= RECORDS TO USE =
------------------------

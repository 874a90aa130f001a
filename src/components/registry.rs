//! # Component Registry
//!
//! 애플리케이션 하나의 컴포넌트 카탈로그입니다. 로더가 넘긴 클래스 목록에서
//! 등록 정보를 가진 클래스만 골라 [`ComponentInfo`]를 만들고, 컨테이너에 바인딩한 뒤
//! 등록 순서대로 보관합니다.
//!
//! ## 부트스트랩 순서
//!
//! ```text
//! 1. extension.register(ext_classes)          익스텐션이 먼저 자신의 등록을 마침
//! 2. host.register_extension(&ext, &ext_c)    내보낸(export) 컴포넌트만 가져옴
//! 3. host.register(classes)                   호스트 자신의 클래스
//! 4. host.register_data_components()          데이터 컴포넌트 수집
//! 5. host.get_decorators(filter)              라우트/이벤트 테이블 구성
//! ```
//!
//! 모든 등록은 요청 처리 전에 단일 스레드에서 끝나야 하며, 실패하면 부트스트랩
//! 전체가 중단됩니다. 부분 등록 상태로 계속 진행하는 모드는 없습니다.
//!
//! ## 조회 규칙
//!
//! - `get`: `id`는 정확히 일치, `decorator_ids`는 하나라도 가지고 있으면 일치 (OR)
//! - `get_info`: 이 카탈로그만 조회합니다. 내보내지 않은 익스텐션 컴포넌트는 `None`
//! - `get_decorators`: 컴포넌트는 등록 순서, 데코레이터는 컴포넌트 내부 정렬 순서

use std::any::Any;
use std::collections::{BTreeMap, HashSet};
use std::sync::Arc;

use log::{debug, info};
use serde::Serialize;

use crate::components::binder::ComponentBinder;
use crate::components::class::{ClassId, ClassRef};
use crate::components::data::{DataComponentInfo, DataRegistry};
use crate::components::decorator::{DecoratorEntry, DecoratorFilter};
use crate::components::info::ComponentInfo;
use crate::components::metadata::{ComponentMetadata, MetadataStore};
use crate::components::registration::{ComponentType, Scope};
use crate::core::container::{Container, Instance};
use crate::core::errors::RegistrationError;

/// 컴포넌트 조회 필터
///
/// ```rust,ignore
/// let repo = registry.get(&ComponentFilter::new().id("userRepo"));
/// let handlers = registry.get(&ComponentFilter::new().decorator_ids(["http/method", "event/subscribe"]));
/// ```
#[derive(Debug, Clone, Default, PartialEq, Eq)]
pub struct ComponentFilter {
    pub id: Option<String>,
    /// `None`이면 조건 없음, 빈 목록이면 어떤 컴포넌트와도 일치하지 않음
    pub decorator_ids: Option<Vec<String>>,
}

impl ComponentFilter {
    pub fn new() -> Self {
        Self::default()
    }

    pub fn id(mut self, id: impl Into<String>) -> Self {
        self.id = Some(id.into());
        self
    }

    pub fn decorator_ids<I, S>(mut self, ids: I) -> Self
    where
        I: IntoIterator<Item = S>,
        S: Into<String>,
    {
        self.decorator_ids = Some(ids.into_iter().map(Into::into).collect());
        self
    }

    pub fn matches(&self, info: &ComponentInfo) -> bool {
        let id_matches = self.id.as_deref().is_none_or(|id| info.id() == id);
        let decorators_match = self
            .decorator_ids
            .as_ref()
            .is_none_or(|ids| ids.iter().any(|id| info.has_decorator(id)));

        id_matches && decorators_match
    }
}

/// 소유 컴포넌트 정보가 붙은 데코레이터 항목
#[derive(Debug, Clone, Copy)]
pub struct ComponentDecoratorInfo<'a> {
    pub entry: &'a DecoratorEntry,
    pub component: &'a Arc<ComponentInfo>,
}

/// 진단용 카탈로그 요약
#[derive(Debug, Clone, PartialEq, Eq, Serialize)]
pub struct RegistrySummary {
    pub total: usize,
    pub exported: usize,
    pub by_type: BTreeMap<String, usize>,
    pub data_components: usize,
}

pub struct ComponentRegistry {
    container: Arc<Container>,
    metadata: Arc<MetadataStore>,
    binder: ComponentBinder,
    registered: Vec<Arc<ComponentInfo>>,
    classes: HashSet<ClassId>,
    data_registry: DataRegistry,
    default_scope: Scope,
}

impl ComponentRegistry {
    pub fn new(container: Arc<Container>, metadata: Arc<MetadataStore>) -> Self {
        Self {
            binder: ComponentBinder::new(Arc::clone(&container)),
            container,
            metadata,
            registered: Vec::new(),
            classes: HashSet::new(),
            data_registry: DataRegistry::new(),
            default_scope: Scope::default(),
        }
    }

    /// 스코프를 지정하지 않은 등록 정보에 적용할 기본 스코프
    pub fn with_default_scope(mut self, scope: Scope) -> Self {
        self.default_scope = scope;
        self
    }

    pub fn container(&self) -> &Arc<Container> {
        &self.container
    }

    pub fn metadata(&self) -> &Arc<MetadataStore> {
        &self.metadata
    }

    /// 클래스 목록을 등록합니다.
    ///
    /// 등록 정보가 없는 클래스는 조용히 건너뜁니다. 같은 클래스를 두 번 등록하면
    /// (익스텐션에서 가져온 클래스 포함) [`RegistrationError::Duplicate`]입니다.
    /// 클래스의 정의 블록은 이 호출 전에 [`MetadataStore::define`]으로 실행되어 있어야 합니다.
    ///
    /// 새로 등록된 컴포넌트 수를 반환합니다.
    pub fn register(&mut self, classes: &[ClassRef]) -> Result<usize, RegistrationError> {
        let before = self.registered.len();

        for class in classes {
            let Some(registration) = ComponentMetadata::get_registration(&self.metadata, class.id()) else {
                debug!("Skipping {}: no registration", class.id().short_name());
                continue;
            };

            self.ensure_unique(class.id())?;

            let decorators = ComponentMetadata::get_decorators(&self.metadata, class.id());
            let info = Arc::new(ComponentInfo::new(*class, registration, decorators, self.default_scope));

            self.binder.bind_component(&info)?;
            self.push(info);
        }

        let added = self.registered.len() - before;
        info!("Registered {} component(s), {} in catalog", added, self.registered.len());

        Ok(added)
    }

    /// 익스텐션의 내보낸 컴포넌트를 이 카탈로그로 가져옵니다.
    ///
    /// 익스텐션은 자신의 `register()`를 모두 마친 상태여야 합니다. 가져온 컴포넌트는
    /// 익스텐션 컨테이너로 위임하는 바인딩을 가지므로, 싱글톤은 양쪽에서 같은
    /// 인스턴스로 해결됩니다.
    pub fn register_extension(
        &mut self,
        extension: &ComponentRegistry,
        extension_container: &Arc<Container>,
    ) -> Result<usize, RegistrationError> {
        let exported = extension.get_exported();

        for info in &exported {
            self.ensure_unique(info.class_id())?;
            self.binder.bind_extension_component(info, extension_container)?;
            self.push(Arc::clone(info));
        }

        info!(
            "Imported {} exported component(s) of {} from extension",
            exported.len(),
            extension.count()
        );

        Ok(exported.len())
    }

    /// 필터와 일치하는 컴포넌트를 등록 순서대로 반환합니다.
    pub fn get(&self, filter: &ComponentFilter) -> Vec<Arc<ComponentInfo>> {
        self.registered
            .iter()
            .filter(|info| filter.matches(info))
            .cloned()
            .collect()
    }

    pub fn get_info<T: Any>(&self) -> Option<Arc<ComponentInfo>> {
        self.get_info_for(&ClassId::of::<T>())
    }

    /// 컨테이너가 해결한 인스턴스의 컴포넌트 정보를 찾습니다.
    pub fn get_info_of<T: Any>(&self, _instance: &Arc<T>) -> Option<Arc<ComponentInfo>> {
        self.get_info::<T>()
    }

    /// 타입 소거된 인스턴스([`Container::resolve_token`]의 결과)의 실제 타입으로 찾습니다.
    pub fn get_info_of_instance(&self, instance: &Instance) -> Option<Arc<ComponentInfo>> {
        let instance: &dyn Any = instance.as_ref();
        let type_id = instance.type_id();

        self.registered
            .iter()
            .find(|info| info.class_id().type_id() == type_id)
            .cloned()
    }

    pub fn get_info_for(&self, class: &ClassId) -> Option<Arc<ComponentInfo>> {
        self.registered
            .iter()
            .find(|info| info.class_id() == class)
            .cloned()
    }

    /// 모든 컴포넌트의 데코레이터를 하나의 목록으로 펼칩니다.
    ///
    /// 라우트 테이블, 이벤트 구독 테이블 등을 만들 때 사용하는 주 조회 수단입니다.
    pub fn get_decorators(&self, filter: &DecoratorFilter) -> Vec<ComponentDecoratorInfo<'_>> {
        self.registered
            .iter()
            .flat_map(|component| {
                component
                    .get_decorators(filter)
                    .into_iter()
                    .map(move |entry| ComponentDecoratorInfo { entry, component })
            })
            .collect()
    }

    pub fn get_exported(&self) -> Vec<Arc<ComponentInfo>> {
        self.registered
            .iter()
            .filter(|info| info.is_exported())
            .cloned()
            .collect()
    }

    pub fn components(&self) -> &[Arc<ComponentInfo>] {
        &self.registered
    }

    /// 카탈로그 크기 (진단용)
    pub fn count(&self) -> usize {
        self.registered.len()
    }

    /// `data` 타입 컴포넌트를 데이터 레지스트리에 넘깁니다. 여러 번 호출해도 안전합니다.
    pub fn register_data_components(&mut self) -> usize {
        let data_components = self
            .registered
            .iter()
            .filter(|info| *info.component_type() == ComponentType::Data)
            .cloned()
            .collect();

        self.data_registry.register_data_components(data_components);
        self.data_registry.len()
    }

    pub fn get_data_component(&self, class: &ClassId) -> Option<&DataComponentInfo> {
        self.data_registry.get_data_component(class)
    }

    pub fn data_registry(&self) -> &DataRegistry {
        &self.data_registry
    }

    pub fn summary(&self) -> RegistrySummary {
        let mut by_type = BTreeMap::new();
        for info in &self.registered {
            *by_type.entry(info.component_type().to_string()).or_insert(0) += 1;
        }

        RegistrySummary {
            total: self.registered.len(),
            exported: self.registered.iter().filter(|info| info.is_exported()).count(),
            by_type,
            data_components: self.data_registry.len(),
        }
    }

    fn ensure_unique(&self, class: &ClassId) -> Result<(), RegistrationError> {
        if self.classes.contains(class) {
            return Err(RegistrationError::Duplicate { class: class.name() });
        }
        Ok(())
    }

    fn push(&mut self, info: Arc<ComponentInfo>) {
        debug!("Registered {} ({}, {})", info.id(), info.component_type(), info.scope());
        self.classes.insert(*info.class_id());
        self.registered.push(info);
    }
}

------------------------

Search the entries above for the word "컴포넌트는" and copy each line where it appears.

= ANSWER SPACE =
//! - `get_info`: 이 카탈로그만 조회합니다. 내보내지 않은 익스텐션 컴포넌트는 `None`
//! - `get_decorators`: 컴포넌트는 등록 순서, 데코레이터는 컴포넌트 내부 정렬 순서
    /// 익스텐션은 자신의 `register()`를 모두 마친 상태여야 합니다. 가져온 컴포넌트는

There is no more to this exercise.